On Feb. 25, 2013, Dr. Hochman issued a directive ordering Mr. Heller to undergo a medical evaluation conducted by Dr. Alexander Lerman, a Chappaqua doctor.
In the June 21, 2013, letter terminating Mr. Heller, the district elaborated charges against Mr. Heller by presenting emails and medical testimony. According to Dr. Hochman, Mr. Heller failed to schedule a medical examination within the specified time. “You failed to execute and return the release forms in a complete and timely manner,” wrote Dr. Hochman.
The June 21, 2013 letter stated that when he did submit to an examination by Dr. Lerman, on April 5 and May 9, 2013, Mr. Heller “intentionally made false statements” to him regarding his condition.
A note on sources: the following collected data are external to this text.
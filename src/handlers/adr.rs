//! # ADR Screening Handler
//!
//! `POST /adr_screening` — extract candidate drug names from the transcript
//! and validate them against the label registry.
//!
//! The registry-configured check runs before any pipeline work; an
//! unconfigured registry is a 503, not an empty result.

use crate::adr::{OpenFdaClient, ScreeningEngine};
use crate::error::AppError;
use crate::llm::GeminiClient;
use crate::state::AppState;
use actix_web::{web, HttpResponse};
use serde::Deserialize;
use serde_json::json;
use std::time::Duration;
use tracing::info;

#[derive(Debug, Deserialize)]
pub struct AdrScreeningRequest {
    pub transcript: String,
}

pub async fn adr_screening(
    state: web::Data<AppState>,
    body: web::Json<AdrScreeningRequest>,
) -> Result<HttpResponse, AppError> {
    let config = state.get_config();

    if !config.registry_configured() {
        return Err(AppError::ServiceUnavailable(
            "Drug label registry is not configured".to_string(),
        ));
    }

    if !config.gemini_configured() {
        return Err(AppError::ServiceUnavailable(
            "Generative model backend is not configured".to_string(),
        ));
    }

    let transcript = body.into_inner().transcript;

    let generator = GeminiClient::from_config(
        &config.gemini,
        Duration::from_secs(config.performance.model_timeout_secs),
    )?;
    let registry = OpenFdaClient::from_config(&config.registry)?;
    let engine = ScreeningEngine::new(generator, registry);

    let alerts = engine.screen(&transcript).await;
    info!("ADR screening produced {} alert(s)", alerts.len());

    Ok(HttpResponse::Ok().json(json!({
        "validated_adrs": alerts,
    })))
}
//! # Gemini Client
//!
//! HTTP client for the Gemini `generateContent` API. One request per
//! generation call; no shared mutable state, so concurrent extractions and
//! screenings never interfere.

use crate::config::GeminiConfig;
use crate::llm::{Completion, TextGenerator};
use anyhow::{Context, Result};
use async_trait::async_trait;
use serde::{Deserialize, Serialize};
use std::time::Duration;
use tracing::{debug, warn};

/// Client for the Gemini generateContent endpoint.
pub struct GeminiClient {
    client: reqwest::Client,
    api_key: String,
    model_id: String,
    endpoint: String,
}

#[derive(Debug, Serialize)]
struct GenerateRequest {
    contents: Vec<Content>,
}

#[derive(Debug, Serialize, Deserialize)]
struct Content {
    parts: Vec<Part>,
}

#[derive(Debug, Serialize, Deserialize)]
struct Part {
    text: String,
}

#[derive(Debug, Deserialize)]
#[serde(rename_all = "camelCase")]
struct GenerateResponse {
    #[serde(default)]
    candidates: Vec<Candidate>,
    #[serde(default)]
    prompt_feedback: Option<PromptFeedback>,
}

#[derive(Debug, Deserialize)]
struct Candidate {
    content: Option<Content>,
}

#[derive(Debug, Deserialize)]
#[serde(rename_all = "camelCase")]
struct PromptFeedback {
    block_reason: Option<String>,
}

impl GeminiClient {
    pub fn from_config(config: &GeminiConfig, timeout: Duration) -> Result<Self> {
        let client = reqwest::Client::builder()
            .timeout(timeout)
            .build()
            .context("Failed to build the Gemini HTTP client")?;

        Ok(Self {
            client,
            api_key: config.api_key.clone(),
            model_id: config.model_id.clone(),
            endpoint: config.endpoint.trim_end_matches('/').to_string(),
        })
    }

    fn request_url(&self) -> String {
        format!(
            "{}/v1beta/models/{}:generateContent?key={}",
            self.endpoint, self.model_id, self.api_key
        )
    }

    /// Pull the first candidate's concatenated text out of a response.
    ///
    /// An explicit block reason, no candidates, or candidates without text
    /// all collapse to `Blocked`; callers don't care which flavor of
    /// nothing the model produced.
    fn completion_from_response(response: GenerateResponse) -> Completion {
        if let Some(feedback) = &response.prompt_feedback {
            if let Some(reason) = &feedback.block_reason {
                warn!("Gemini blocked the prompt: {}", reason);
                return Completion::Blocked;
            }
        }

        let text: String = response
            .candidates
            .into_iter()
            .next()
            .and_then(|candidate| candidate.content)
            .map(|content| {
                content
                    .parts
                    .into_iter()
                    .map(|part| part.text)
                    .collect::<Vec<_>>()
                    .join("")
            })
            .unwrap_or_default();

        if text.trim().is_empty() {
            Completion::Blocked
        } else {
            Completion::Text(text)
        }
    }
}

#[async_trait]
impl TextGenerator for GeminiClient {
    async fn generate(&self, prompt: &str) -> Result<Completion> {
        let request = GenerateRequest {
            contents: vec![Content {
                parts: vec![Part {
                    text: prompt.to_string(),
                }],
            }],
        };

        debug!("Calling Gemini model {}", self.model_id);
        let response = self
            .client
            .post(self.request_url())
            .json(&request)
            .send()
            .await
            .context("Gemini request failed")?;

        let status = response.status();
        if !status.is_success() {
            let body = response.text().await.unwrap_or_default();
            return Err(anyhow::anyhow!(
                "Gemini returned {}: {}",
                status,
                body.chars().take(200).collect::<String>()
            ));
        }

        let parsed: GenerateResponse = response
            .json()
            .await
            .context("Gemini response was not valid JSON")?;

        Ok(Self::completion_from_response(parsed))
    }
}

#[cfg(test)]
mod tests {
    use super::*;

    fn client() -> GeminiClient {
        let config = GeminiConfig {
            api_key: "test-key".to_string(),
            model_id: "gemini-1.5-flash-latest".to_string(),
            endpoint: "https://generativelanguage.googleapis.com/".to_string(),
        };
        GeminiClient::from_config(&config, Duration::from_secs(5)).unwrap()
    }

    #[test]
    fn test_request_url_shape() {
        let url = client().request_url();
        assert_eq!(
            url,
            "https://generativelanguage.googleapis.com/v1beta/models/gemini-1.5-flash-latest:generateContent?key=test-key"
        );
    }

    #[test]
    fn test_text_response_yields_completion() {
        let raw = r#"{
            "candidates": [
                {"content": {"parts": [{"text": "Chief Complaints:"}, {"text": " fever"}]}}
            ]
        }"#;
        let response: GenerateResponse = serde_json::from_str(raw).unwrap();
        assert_eq!(
            GeminiClient::completion_from_response(response),
            Completion::Text("Chief Complaints: fever".to_string())
        );
    }

    #[test]
    fn test_block_reason_yields_blocked() {
        let raw = r#"{"candidates": [], "promptFeedback": {"blockReason": "SAFETY"}}"#;
        let response: GenerateResponse = serde_json::from_str(raw).unwrap();
        assert_eq!(
            GeminiClient::completion_from_response(response),
            Completion::Blocked
        );
    }

    #[test]
    fn test_empty_candidates_yield_blocked() {
        let response: GenerateResponse = serde_json::from_str("{}").unwrap();
        assert_eq!(
            GeminiClient::completion_from_response(response),
            Completion::Blocked
        );
    }

    #[test]
    fn test_whitespace_only_text_yields_blocked() {
        let raw = r#"{"candidates": [{"content": {"parts": [{"text": "  \n"}]}}]}"#;
        let response: GenerateResponse = serde_json::from_str(raw).unwrap();
        assert_eq!(
            GeminiClient::completion_from_response(response),
            Completion::Blocked
        );
    }
}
The New York State Education Department reviewed the termination decision, conducting a hearing in White Plains on Dec. 2, 2013.
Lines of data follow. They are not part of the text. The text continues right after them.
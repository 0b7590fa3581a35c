//! # Drug Label Registry
//!
//! Lookup of candidate drug names against a public label registry. The seam
//! distinguishes three outcomes the screening engine treats differently:
//! `Ok(Some(..))` — the name matched at least one label; `Ok(None)` — the
//! registry answered and knows no such drug (expected, silent); `Err(..)` —
//! the lookup itself failed (logged, candidate skipped).

use crate::config::RegistryConfig;
use anyhow::{Context, Result};
use async_trait::async_trait;
use serde::Deserialize;
use std::time::Duration;
use tracing::debug;

/// Evidence that a candidate name exists in the registry.
#[derive(Debug, Clone, PartialEq, Eq)]
pub struct LabelHit {
    /// Number of label records matching the query
    pub matches: u64,
}

/// Name-in, match-out label lookup.
#[async_trait]
pub trait DrugLabelRegistry: Send + Sync {
    /// Exact-ish match on brand or generic name. `Ok(None)` means the
    /// registry positively knows no such drug.
    async fn find_label(&self, name: &str) -> Result<Option<LabelHit>>;
}

/// Client for the openFDA drug label endpoint.
pub struct OpenFdaClient {
    client: reqwest::Client,
    base_url: String,
    api_key: Option<String>,
}

#[derive(Debug, Deserialize)]
struct LabelResponse {
    meta: Meta,
}

#[derive(Debug, Deserialize)]
struct Meta {
    results: MetaResults,
}

#[derive(Debug, Deserialize)]
struct MetaResults {
    total: u64,
}

impl OpenFdaClient {
    pub fn from_config(config: &RegistryConfig) -> Result<Self> {
        let client = reqwest::Client::builder()
            .timeout(Duration::from_secs(config.request_timeout_secs))
            .build()
            .context("Failed to build the registry HTTP client")?;

        Ok(Self {
            client,
            base_url: config.base_url.trim_end_matches('/').to_string(),
            api_key: config.api_key.clone(),
        })
    }

    /// Search expression matching the name against brand or generic label
    /// fields. Embedded quotes are stripped; they would break the query
    /// syntax and no real drug name carries them.
    fn search_expression(name: &str) -> String {
        let sanitized = name.replace('"', "");
        format!(
            "openfda.brand_name:\"{0}\"+openfda.generic_name:\"{0}\"",
            sanitized
        )
    }
}

#[async_trait]
impl DrugLabelRegistry for OpenFdaClient {
    async fn find_label(&self, name: &str) -> Result<Option<LabelHit>> {
        let url = format!("{}/drug/label.json", self.base_url);

        let mut query: Vec<(&str, String)> = vec![
            ("search", Self::search_expression(name)),
            ("limit", "1".to_string()),
        ];
        if let Some(key) = &self.api_key {
            query.push(("api_key", key.clone()));
        }

        debug!("Registry lookup for candidate '{}'", name);
        let response = self
            .client
            .get(&url)
            .query(&query)
            .send()
            .await
            .context("Registry request failed")?;

        // openFDA answers 404 for a query with no matching records; that is
        // the expected not-found signal, not an error.
        if response.status() == reqwest::StatusCode::NOT_FOUND {
            return Ok(None);
        }

        let status = response.status();
        if !status.is_success() {
            return Err(anyhow::anyhow!("Registry returned {}", status));
        }

        let parsed: LabelResponse = response
            .json()
            .await
            .context("Registry response was not valid JSON")?;

        if parsed.meta.results.total == 0 {
            return Ok(None);
        }

        Ok(Some(LabelHit {
            matches: parsed.meta.results.total,
        }))
    }
}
Testimony at the hearing states that Mr. Heller took a personality test at Dr. Lerman’s office, he “intentionally” gave false information and he “failed to cooperate with the procedure.”
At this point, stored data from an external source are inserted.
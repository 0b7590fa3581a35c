//! # Streaming Recognition Backend
//!
//! The `SpeechBackend` trait is the seam between the dictation relay and
//! whatever speech-recognition service is deployed. One stream is opened per
//! dictation and never shared across connections.
//!
//! `StreamingSttClient` is the production implementation: a WebSocket client
//! speaking the streaming STT wire protocol (binary PCM frames up, JSON
//! result events down). The session configuration travels in the connect
//! URL's query string; a `CloseStream` text frame tells the service the
//! input side is done while leaving buffered results to drain.

use crate::speech::types::{RecognitionConfig, RecognitionEvent};
use anyhow::{Context, Result};
use async_trait::async_trait;
use futures_util::{SinkExt, StreamExt};
use serde::Deserialize;
use tokio::sync::mpsc;
use tokio_tungstenite::connect_async;
use tokio_tungstenite::tungstenite::client::IntoClientRequest;
use tokio_tungstenite::tungstenite::http::header::AUTHORIZATION;
use tokio_tungstenite::tungstenite::Message;
use tracing::{debug, warn};

/// Seam between the relay and the recognition service.
///
/// ## Contract:
/// - Frames read from `audio` are submitted in order, unbuffered.
/// - Dropping the `audio` sender closes the input side only; events already
///   produced by the service keep arriving on the returned receiver.
/// - The returned receiver closes when the service has flushed its last
///   result (or the transport fails).
#[async_trait]
pub trait SpeechBackend: Send + Sync {
    async fn open_stream(
        &self,
        config: &RecognitionConfig,
        audio: mpsc::Receiver<Vec<u8>>,
    ) -> Result<mpsc::Receiver<RecognitionEvent>>;
}

/// WebSocket client for a streaming speech-recognition service.
pub struct StreamingSttClient {
    endpoint_url: String,
    api_key: Option<String>,
}

impl StreamingSttClient {
    pub fn new(endpoint_url: String, api_key: Option<String>) -> Self {
        Self {
            endpoint_url,
            api_key,
        }
    }

    /// Connect URL for one session: endpoint plus recognizer parameters.
    fn session_url(&self, config: &RecognitionConfig) -> String {
        let separator = if self.endpoint_url.contains('?') { '&' } else { '?' };
        format!("{}{}{}", self.endpoint_url, separator, config.to_query_string())
    }
}

/// One result message from the recognition service.
///
/// Non-result messages (metadata, keepalives) don't carry a `channel` and
/// are skipped at parse time.
#[derive(Debug, Deserialize)]
struct StreamingResponse {
    #[serde(default)]
    is_final: bool,
    channel: Channel,
}

#[derive(Debug, Deserialize)]
struct Channel {
    alternatives: Vec<Alternative>,
}

#[derive(Debug, Deserialize)]
struct Alternative {
    transcript: String,
}

impl StreamingResponse {
    /// Top hypothesis as a recognition event, if the message carries one.
    fn into_event(mut self) -> Option<RecognitionEvent> {
        if self.channel.alternatives.is_empty() {
            return None;
        }
        let transcript = self.channel.alternatives.remove(0).transcript;
        Some(if self.is_final {
            RecognitionEvent::Final(transcript)
        } else {
            RecognitionEvent::Interim(transcript)
        })
    }
}

#[async_trait]
impl SpeechBackend for StreamingSttClient {
    async fn open_stream(
        &self,
        config: &RecognitionConfig,
        mut audio: mpsc::Receiver<Vec<u8>>,
    ) -> Result<mpsc::Receiver<RecognitionEvent>> {
        let url = self.session_url(config);

        let mut request = url
            .clone()
            .into_client_request()
            .context("Invalid recognizer endpoint URL")?;

        if let Some(key) = &self.api_key {
            request.headers_mut().insert(
                AUTHORIZATION,
                format!("Token {}", key)
                    .parse()
                    .context("Recognizer API key is not a valid header value")?,
            );
        }

        let (ws, _) = connect_async(request)
            .await
            .context("Failed to connect to the streaming recognizer")?;
        debug!("Recognition stream opened: {}", url);

        let (mut sink, mut stream) = ws.split();
        let (event_tx, event_rx) = mpsc::channel::<RecognitionEvent>(64);

        // Write pump: client audio frames → recognizer, in arrival order.
        // When the audio sender is dropped the input side is closed with a
        // CloseStream frame; the read pump keeps draining afterwards.
        tokio::spawn(async move {
            while let Some(frame) = audio.recv().await {
                if let Err(err) = sink.send(Message::Binary(frame)).await {
                    warn!("Recognition stream send failed: {}", err);
                    return;
                }
            }

            let close = Message::Text(r#"{"type":"CloseStream"}"#.to_string());
            if let Err(err) = sink.send(close).await {
                debug!("Recognition stream already closed on input end: {}", err);
            }
        });

        // Read pump: recognizer messages → recognition events, same order.
        tokio::spawn(async move {
            while let Some(message) = stream.next().await {
                match message {
                    Ok(Message::Text(text)) => {
                        let response: StreamingResponse = match serde_json::from_str(&text) {
                            Ok(response) => response,
                            Err(_) => {
                                debug!("Skipping non-result recognizer message");
                                continue;
                            }
                        };

                        if let Some(event) = response.into_event() {
                            if event_tx.send(event).await.is_err() {
                                // Relay side is gone; stop draining.
                                return;
                            }
                        }
                    }
                    Ok(Message::Close(_)) => break,
                    Ok(_) => {}
                    Err(err) => {
                        warn!("Recognition stream receive failed: {}", err);
                        break;
                    }
                }
            }
            // event_tx drops here, closing the event receiver.
        });

        Ok(event_rx)
    }
}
According to Dr. Lerman at the hearing, Mr. Heller made a statement that Newtown killer Adam Lanza “and other mass killers ‘might be programmed and then programmed to kill themselves.’ … Mr. Heller might think that this goes on and thinks that this applies to him.”

Lawyer says charges ‘unsupported’
Michael H. Sussman, of Sussman and Watkins located in Goshen, is representing Mr. Heller, a Pound Ridge resident. In a phone interview Tuesday Mr. Sussman said the charges against Mr. Heller are not supported by the record and the hearing officer’s decision with respect to those charges “fails the applicable standard of review.”
Mr. Sussman said the hearing officer’s decision to fire Mr. Heller should be vacated because of “his evident partiality” and the imposed “penalty by the hearing office is not proportionate and is otherwise arbitrary and capricious.”
Mr. Sussman said that Mr. Heller is a high-functioning individual without any illness. “He was discharged after being committed, in 12 days, with a clean bill of health from the medical practitioners at Westchester County Medical Center,” said Mr. Sussman. “He wasn’t found to be mentally ill. He was found by this hearing officer to have not cooperated in the proceeding, as I understand it, and made it impossible for there to be a determination as to whether he was or was not mentally ill, to be precise.”
According to the Westchester Medical Center’s Behavioral Health Center report presented by Mr. Sussman, Mr. Heller has been compliant with his medication regimen and has been regularly attending his scheduled monthly appointments at the center.
In a document submitted by Mr. Heller to the New York State Supreme Court, doctors at the center wrote: “Mr. Heller does not appear to have a severe depressive disorder or thought disorder, and currently does not appear to be a danger to self or others.”
“We are challenging the ruling and we think it is entirely ridiculous,” said Mr. Sussman. “Unfortunately, this is entirely defamatory of Mr. Heller.”
“I think that Mr. Heller entertains thoughts that are not conventional, that’s true,” Mr. Sussman said when he characterized the emails. “But we don’t engage in thought control in the United States. We look at people’s job performance.”
According to Mr. Sussman, the hearing officer “went way beyond the record in the case, which is the narrow issue we are litigating in Westchester Supreme Court. Rather than relying on the record, the hearing officer relied on his information about guns and weapons, which were never a part of the record of this case and were never subjected to cross examination, and may or may not be true and accurate.
“We are appealing, as the law allows, within 10 days of the board’s action,” Mr. Sussman said. “That is where we are. We filed. We need to get a response from Bedford Central, and then we will respond to their response.”
Administration members and lawyers for the Bedford Central School District did not respond to requests for comment.